Una de las misiones que posee el género documental y que,
por tanto, le convierten en un tipo de cine más cercano y especial, es la de
dar voz a quienes no la poseen, hacer visible todo lo que desconocemos, las
realidades que se esconden tras la información generalizada de los medios de
comunicación. Una plataforma que sigue conquistando lentamente, a pesar de merecer
un mayor espacio en las carteleras nacionales. “District Zero” es un ejemplo
más de ello, una pequeña ventana que nos ofrece una mirada a lugares que siguen
resultando lejanos, pero que guarda una meta de gran valor. La pieza, estrenada
en el Festival de San Sebastián en 2015 y realizada por los directores Jorge
Fernández Mayoral, Pablo Tosco y Pablo Iraburu, forma parte de “EUsaveLIVES-You Save Lives”, una iniciativa llevada a cabo por la Dirección General de Ayuda
Humanitaria y Protección Civil de la Comisión Europea y Oxfam Intermón en la que se muestra el día a día del segundo campo de refugiados más grande, el de Zaatari,
situado en Jordania.
Maamun Al Wadi es un refugiado sirio que posee una pequeña
tienda dentro de la zona. En ella vende móviles, tarjetas de memoria, baterías,
hace recargas, repara los dispositivos y lleva a cabo todo lo necesario para que esas
82.000 personas puedan estar en contacto con el exterior. Ahora, se plantea la
posibilidad de salir del campo y comprar en la ciudad más próxima una impresora
fotográfica para que los recuerdos de sus paisanos puedan estar más cerca de
ellos. A través de sus ojos, se registran las historias de quienes dejaron
atrás a sus seres queridos y se encuentran en una especie de limbo del que
sienten no formar parte, pero que necesitan para poner a sus familias a
salvo de la propia codicia y odio que el ser humano ha generado.
Ninguno de ellos ha querido marcharse de Siria, pero todos
se han visto obligados a abandonar sus hogares para buscar cierta estabilidad, a huir del drama de la guerra, a esquivar todos los obstáculos que se han
encontrado en su camino. En apenas 65 minutos de metraje se resumen, muy acertadamente, los
anhelos, emociones, reflexiones y dilemas a los que deben enfrentarse, haciendo
que se respire una honestidad sin igual que deja espacio a la esperanza de
poder volver a su origen y reconstruir los pedazos que quedan de sus vidas.
Mientras tanto, la rutina se instala en Zaatari, un campo en donde su situación
no parece avanzar, siendo considerado sólo como un lugar de paso
en donde todo es angustiosamente momentáneo.

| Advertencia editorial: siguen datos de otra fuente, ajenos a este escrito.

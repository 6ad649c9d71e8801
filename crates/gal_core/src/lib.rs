//! GAL Core
//!
//! Foundational types for the graphics abstraction layer:
//!
//! - **Geometry**: double precision points/vectors, boxes and 3x3 affine matrices
//! - **Paint state**: fill/stroke flags, colors, line width, caps, joins, layer depth
//! - **Transforms**: a save/restore matrix stack plus the world-to-screen view
//! - **Drawing API**: the [`DrawContext`] trait implemented by every backend
//!
//! # Example
//!
//! ```rust
//! use gal_core::{DrawContext, Point, RecordingContext};
//!
//! let mut ctx = RecordingContext::new();
//! ctx.set_stroke_enabled(true);
//! ctx.set_line_width(2.0);
//!
//! ctx.save();
//! ctx.translate(Point::new(10.0, 0.0));
//! ctx.draw_line(Point::new(0.0, 0.0), Point::new(5.0, 0.0));
//! ctx.restore().unwrap();
//!
//! assert_eq!(ctx.commands().len(), 1);
//! ```

pub mod color;
pub mod context;
pub mod error;
pub mod geometry;
pub mod matrix;
pub mod paint;
pub mod recording;
pub mod transform;

pub use color::Color;
pub use context::{DrawContext, GroupContext, GroupId};
pub use error::GalError;
pub use geometry::{Box2D, Point, Vec2};
pub use matrix::Matrix3x3;
pub use paint::{FillRule, LineCap, LineJoin, PaintState};
pub use recording::{DrawCommand, RecordedShape, RecordingContext};
pub use transform::{TransformStack, WorldView};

A través de Maamun somos testigos de los recuerdos de sus
compatriotas, aquéllos que acuden a su tienda para mostrarle fotos de sus
padres, hermanos y amigos, de aquellas familias rotas por las que siguen en pie
y con las que tratan de no perder el contacto gracias a sus móviles. En sus
memorias sólo existe un apacible pasado que intenta borrar el atroz presente,
el del horror y la plena destrucción de todo lo que conocían. Esos retratos han
formado parte del escaso equipaje que traían consigo, son sus bienes
más preciados y el único medio para mostrar a las próximas generaciones los seres queridos que
forman parte de sus vidas, aunque sea en la lejanía.

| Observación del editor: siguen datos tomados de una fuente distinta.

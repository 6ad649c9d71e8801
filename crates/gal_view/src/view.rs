//! A set of items drawn layer by layer through cached groups
//!
//! Each (item, layer) pair is tessellated once into a group and replayed on
//! later redraws until the item is updated or removed. Groups hold geometry
//! already mapped through the current matrix, so a zoom, pan or resize
//! rebuilds them.

use std::collections::BTreeSet;

use gal_core::{Box2D, DrawContext, GalError, GroupContext, Matrix3x3};
use slotmap::SlotMap;
use smallvec::SmallVec;

use crate::item::{UpdateFlags, ViewItem};
use crate::layer::{Layer, LAYER_SLOTS};

slotmap::new_key_type! {
    pub struct ItemId;
}

/// A domain object a [`View`] can hold
pub trait Viewable {
    /// Layers the object is drawn on
    fn view_layers(&self) -> SmallVec<[Layer; 4]>;

    /// World-space bounds, used to skip items outside the visible area
    fn view_bbox(&self) -> Box2D;
}

/// Draws one layer of an item
pub trait ItemPainter<T> {
    /// Returns whether anything was drawn
    fn draw<C>(&mut self, ctx: &mut C, item: &T, layer: Layer) -> Result<bool, GalError>
    where
        C: DrawContext + ?Sized;
}

/// Work done by one [`View::redraw`]
#[derive(Debug, Clone, Copy, Default, PartialEq, Eq)]
pub struct RedrawStats {
    /// Groups tessellated during this redraw
    pub cached: usize,
    /// Groups replayed from the cache
    pub replayed: usize,
}

struct Entry<T> {
    item: T,
    state: ViewItem,
}

pub struct View<T> {
    items: SlotMap<ItemId, Entry<T>>,
    layer_order: Vec<Layer>,
    /// Matrix the cached groups were tessellated under
    baked_matrix: Option<Matrix3x3>,
}

impl<T> Default for View<T> {
    fn default() -> Self {
        Self {
            items: SlotMap::with_key(),
            layer_order: Vec::new(),
            baked_matrix: None,
        }
    }
}

impl<T: Viewable> View<T> {
    pub fn new() -> Self {
        Self::default()
    }

    /// Explicit back-to-front layer order. Layers left out are not drawn;
    /// an empty order draws every used layer in [`Layer`] order.
    ///
    /// Changing the order moves layers to new depths, so every item is
    /// re-tessellated at the next redraw.
    pub fn set_layer_order(&mut self, order: Vec<Layer>) {
        if order == self.layer_order {
            return;
        }
        self.layer_order = order;
        for entry in self.items.values_mut() {
            entry.state.mark_update(UpdateFlags::ALL);
        }
    }

    pub fn layer_order(&self) -> Vec<Layer> {
        if !self.layer_order.is_empty() {
            return self.layer_order.clone();
        }

        self.items
            .values()
            .flat_map(|entry| entry.item.view_layers())
            .collect::<BTreeSet<_>>()
            .into_iter()
            .collect()
    }

    pub fn add(&mut self, item: T) -> ItemId {
        self.items.insert(Entry {
            item,
            state: ViewItem::new(),
        })
    }

    /// Takes the item out of the view, deleting its groups from `ctx`
    pub fn remove<G>(&mut self, id: ItemId, ctx: &mut G) -> Option<T>
    where
        G: GroupContext + ?Sized,
    {
        let mut entry = self.items.remove(id)?;
        entry.state.release(ctx);
        Some(entry.item)
    }

    /// Removes every item
    pub fn clear<G>(&mut self, ctx: &mut G)
    where
        G: GroupContext + ?Sized,
    {
        for (_, mut entry) in self.items.drain() {
            entry.state.release(ctx);
        }
        self.baked_matrix = None;
    }

    pub fn get(&self, id: ItemId) -> Option<&T> {
        self.items.get(id).map(|entry| &entry.item)
    }

    /// Mutable access; the item is re-tessellated at the next redraw
    pub fn get_mut(&mut self, id: ItemId) -> Option<&mut T> {
        self.items.get_mut(id).map(|entry| {
            entry.state.mark_update(UpdateFlags::ALL);
            &mut entry.item
        })
    }

    pub fn state(&self, id: ItemId) -> Option<&ViewItem> {
        self.items.get(id).map(|entry| &entry.state)
    }

    pub fn update(&mut self, id: ItemId, flags: UpdateFlags) -> bool {
        match self.items.get_mut(id) {
            Some(entry) => {
                entry.state.mark_update(flags);
                true
            }
            None => false,
        }
    }

    pub fn set_visible(&mut self, id: ItemId, visible: bool) -> bool {
        match self.items.get_mut(id) {
            Some(entry) => {
                entry.state.set_visible(visible);
                true
            }
            None => false,
        }
    }

    pub fn len(&self) -> usize {
        self.items.len()
    }

    pub fn is_empty(&self) -> bool {
        self.items.is_empty()
    }

    pub fn iter(&self) -> impl Iterator<Item = (ItemId, &T)> + '_ {
        self.items.iter().map(|(id, entry)| (id, &entry.item))
    }

    /// Depth of `layer`, lower is in front.
    ///
    /// With an explicit order the last listed layer lands on 0. Otherwise
    /// the depth follows [`Layer::slot`], so a layer keeps its depth when
    /// other layers come and go.
    fn layer_depth(&self, layer: Layer, index: usize, count: usize) -> f64 {
        if self.layer_order.is_empty() {
            (LAYER_SLOTS - 1 - layer.slot()) as f64
        } else {
            (count - 1 - index) as f64
        }
    }

    /// Draws every visible item, layer by layer.
    ///
    /// Items with pending updates lose their cached groups first, and every
    /// group is dropped when the current matrix differs from the one they
    /// were built under. Items whose bounds miss `area` are skipped.
    pub fn redraw<E, P>(
        &mut self,
        ctx: &mut E,
        painter: &mut P,
        area: Option<Box2D>,
    ) -> Result<RedrawStats, GalError>
    where
        E: DrawContext + GroupContext + ?Sized,
        P: ItemPainter<T>,
    {
        let matrix = ctx.current_matrix();
        let rebuild = self.baked_matrix != Some(matrix);
        if rebuild && self.baked_matrix.is_some() {
            tracing::debug!("view matrix changed, rebuilding groups");
        }
        self.baked_matrix = Some(matrix);

        for entry in self.items.values_mut() {
            if !entry.state.take_update().is_empty() || rebuild {
                entry.state.delete_groups(ctx);
            }
        }

        let order = self.layer_order();
        let saved_depth = ctx.paint().layer_depth;
        let mut stats = RedrawStats::default();

        for (index, &layer) in order.iter().enumerate() {
            ctx.set_layer_depth(self.layer_depth(layer, index, order.len()));

            for entry in self.items.values_mut() {
                if !entry.state.is_visible() || !entry.item.view_layers().contains(&layer) {
                    continue;
                }
                if area.is_some_and(|area| !entry.item.view_bbox().intersects(&area)) {
                    continue;
                }

                if let Some(group) = entry.state.group(layer) {
                    if ctx.is_group_valid(group) {
                        ctx.draw_group(group);
                        stats.replayed += 1;
                        continue;
                    }
                }

                let group = ctx.begin_group()?;
                let drawn = painter.draw(ctx, &entry.item, layer);
                ctx.end_group()?;
                if let Err(err) = drawn {
                    ctx.delete_group(group);
                    ctx.set_layer_depth(saved_depth);
                    return Err(err);
                }

                if let Some(stale) = entry.state.set_group(layer, group) {
                    ctx.delete_group(stale);
                }
                ctx.draw_group(group);
                stats.cached += 1;
            }
        }

        ctx.set_layer_depth(saved_depth);
        tracing::debug!(cached = stats.cached, replayed = stats.replayed, "view redrawn");
        Ok(stats)
    }
}

#[cfg(test)]
mod tests {
    use super::*;
    use gal_core::{Point, RecordingContext};

    struct Dot {
        at: Point,
        layers: SmallVec<[Layer; 4]>,
    }

    impl Viewable for Dot {
        fn view_layers(&self) -> SmallVec<[Layer; 4]> {
            self.layers.clone()
        }

        fn view_bbox(&self) -> Box2D {
            Box2D::from_corners(self.at, self.at).inflate(1.0)
        }
    }

    #[derive(Default)]
    struct CountingPainter {
        calls: Vec<Layer>,
    }

    impl ItemPainter<Dot> for CountingPainter {
        fn draw<C>(&mut self, ctx: &mut C, item: &Dot, layer: Layer) -> Result<bool, GalError>
        where
            C: DrawContext + ?Sized,
        {
            self.calls.push(layer);
            ctx.draw_circle(item.at, 1.0);
            Ok(true)
        }
    }

    fn dot(x: f64, layers: &[Layer]) -> Dot {
        Dot {
            at: Point::new(x, 0.0),
            layers: layers.iter().copied().collect(),
        }
    }

    #[test]
    fn test_groups_are_cached() {
        let mut ctx = RecordingContext::new();
        let mut view = View::new();
        let mut painter = CountingPainter::default();
        view.add(dot(0.0, &[Layer::Board(0), Layer::Board(1)]));

        let first = view.redraw(&mut ctx, &mut painter, None).unwrap();
        assert_eq!(first, RedrawStats { cached: 2, replayed: 0 });

        let second = view.redraw(&mut ctx, &mut painter, None).unwrap();
        assert_eq!(second, RedrawStats { cached: 0, replayed: 2 });
        assert_eq!(painter.calls, vec![Layer::Board(0), Layer::Board(1)]);
        assert_eq!(ctx.commands().len(), 4);
    }

    #[test]
    fn test_layers_draw_back_to_front() {
        let mut ctx = RecordingContext::new();
        let mut view = View::new();
        view.add(dot(0.0, &[Layer::Board(2)]));
        view.add(dot(5.0, &[Layer::Board(0)]));

        view.redraw(&mut ctx, &mut CountingPainter::default(), None)
            .unwrap();
        let depths: Vec<f64> = ctx.commands().iter().map(|c| c.paint.layer_depth).collect();
        assert_eq!(depths.len(), 2);
        assert!(depths[0] > depths[1]);
        assert_eq!(ctx.paint().layer_depth, 0.0);
    }

    #[test]
    fn test_new_layer_gets_its_own_depth() {
        let mut ctx = RecordingContext::new();
        let mut view = View::new();
        let mut painter = CountingPainter::default();
        view.add(dot(0.0, &[Layer::Board(0)]));
        view.add(dot(5.0, &[Layer::Board(2)]));
        view.redraw(&mut ctx, &mut painter, None).unwrap();

        view.add(dot(10.0, &[Layer::Board(1)]));
        let stats = view.redraw(&mut ctx, &mut painter, None).unwrap();
        assert_eq!(stats, RedrawStats { cached: 1, replayed: 2 });

        // second redraw: Board(0), Board(1), Board(2)
        let depths: Vec<f64> = ctx.commands()[2..]
            .iter()
            .map(|c| c.paint.layer_depth)
            .collect();
        assert_eq!(depths.len(), 3);
        assert!(depths[0] > depths[1] && depths[1] > depths[2]);
    }

    #[test]
    fn test_layer_order_change_rebuilds_groups() {
        let mut ctx = RecordingContext::new();
        let mut view = View::new();
        let mut painter = CountingPainter::default();
        view.add(dot(0.0, &[Layer::Board(0), Layer::Board(1)]));
        view.set_layer_order(vec![Layer::Board(0), Layer::Board(1)]);
        view.redraw(&mut ctx, &mut painter, None).unwrap();

        view.set_layer_order(vec![Layer::Board(0), Layer::Board(1)]);
        let same = view.redraw(&mut ctx, &mut painter, None).unwrap();
        assert_eq!(same, RedrawStats { cached: 0, replayed: 2 });

        view.set_layer_order(vec![Layer::Board(1), Layer::Board(0)]);
        let swapped = view.redraw(&mut ctx, &mut painter, None).unwrap();
        assert_eq!(swapped, RedrawStats { cached: 2, replayed: 0 });
        let last: Vec<f64> = ctx.commands()[4..]
            .iter()
            .map(|c| c.paint.layer_depth)
            .collect();
        assert_eq!(last, vec![1.0, 0.0]);
        assert_eq!(painter.calls[2..], [Layer::Board(1), Layer::Board(0)]);
    }

    #[test]
    fn test_matrix_change_rebuilds_groups() {
        let mut ctx = RecordingContext::new();
        let mut view = View::new();
        let mut painter = CountingPainter::default();
        view.add(dot(0.0, &[Layer::Board(0)]));
        view.redraw(&mut ctx, &mut painter, None).unwrap();

        let replay = view.redraw(&mut ctx, &mut painter, None).unwrap();
        assert_eq!(replay, RedrawStats { cached: 0, replayed: 1 });

        ctx.scale(gal_core::Vec2::new(2.0, 2.0));
        let zoomed = view.redraw(&mut ctx, &mut painter, None).unwrap();
        assert_eq!(zoomed, RedrawStats { cached: 1, replayed: 0 });
        assert_eq!(ctx.commands().last().unwrap().matrix, ctx.current_matrix());
    }

    #[test]
    fn test_update_invalidates_groups() {
        let mut ctx = RecordingContext::new();
        let mut view = View::new();
        let mut painter = CountingPainter::default();
        let id = view.add(dot(0.0, &[Layer::Board(0)]));

        view.redraw(&mut ctx, &mut painter, None).unwrap();
        let old = view.state(id).unwrap().group(Layer::Board(0)).unwrap();

        view.get_mut(id).unwrap().at = Point::new(3.0, 3.0);
        let stats = view.redraw(&mut ctx, &mut painter, None).unwrap();
        assert_eq!(stats.cached, 1);
        assert!(!ctx.is_group_valid(old));
    }

    #[test]
    fn test_remove_releases_groups() {
        let mut ctx = RecordingContext::new();
        let mut view = View::new();
        let id = view.add(dot(0.0, &[Layer::Board(0)]));
        view.redraw(&mut ctx, &mut CountingPainter::default(), None)
            .unwrap();
        let group = view.state(id).unwrap().group(Layer::Board(0)).unwrap();

        assert!(view.remove(id, &mut ctx).is_some());
        assert!(!ctx.is_group_valid(group));
        assert!(view.remove(id, &mut ctx).is_none());
    }

    #[test]
    fn test_hidden_and_culled_items_are_skipped() {
        let mut ctx = RecordingContext::new();
        let mut view = View::new();
        let mut painter = CountingPainter::default();
        let hidden = view.add(dot(0.0, &[Layer::Board(0)]));
        view.add(dot(100.0, &[Layer::Board(0)]));
        view.set_visible(hidden, false);

        let area = Box2D::from_corners(Point::new(-10.0, -10.0), Point::new(10.0, 10.0));
        let stats = view.redraw(&mut ctx, &mut painter, Some(area)).unwrap();
        assert_eq!(stats, RedrawStats::default());

        let stats = view.redraw(&mut ctx, &mut painter, None).unwrap();
        assert_eq!(stats.cached, 1);
    }

    #[test]
    fn test_explicit_layer_order() {
        let mut view: View<Dot> = View::new();
        view.add(dot(0.0, &[Layer::Board(1), Layer::Board(0)]));
        assert_eq!(view.layer_order(), vec![Layer::Board(0), Layer::Board(1)]);

        view.set_layer_order(vec![Layer::Board(1)]);
        let mut ctx = RecordingContext::new();
        let mut painter = CountingPainter::default();
        view.redraw(&mut ctx, &mut painter, None).unwrap();
        assert_eq!(painter.calls, vec![Layer::Board(1)]);
    }
}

Hay quienes han encontrado la estabilidad en Zaatari. La
rutina en sus rezos y la felicidad de ver cómo sus hijos pueden jugar, ir
a la escuela o tener la posibilidad de acudir al hospital siempre que sea necesario
hacen que se sientan seguros dentro de los muros, por lo que no se plantean
regresar a Siria, mientras que Maanum echa de menos sus raíces. “Dormir o
morir, ¿qué diferencia hay?”, le comenta a su mejor amigo desde el exterior del
campo de refugiados. Él no es más que un ejemplo de todos aquéllos que sienten
cómo se les ha arrebatado sus vidas, su identidad. Precisamente, esta es la
cuestión que los autores intentan abordar desde el principio del metraje,
haciendo ver cómo han dejado de ser quienes son y cómo siguen conectados con la
tierra que les vio nacer.
Rostros tras los números que aportan los medios de
comunicación y que en “District Zero” cobran un significado especial. La cámara
de F. Mayoral, Tosco e Iraburu se inmiscuye en su actual día a día, en su más
sincera intimidad sin necesidad de entrevistas, sino que, de una manera
indirecta, permiten observar y, con ello, demostrar cómo no son un simple rebaño
hacinado entre muros, entre pequeñas casas prefabricadas. Una interesante
producción que, a pesar de contar con una escasa duración y poca difusión,
consigue trasladar la emoción necesaria para comprender el gran número de
familias rotas, de víctimas de la ambición y de, en definitiva, quienes han
tenido que emprender la marcha para sobrevivir.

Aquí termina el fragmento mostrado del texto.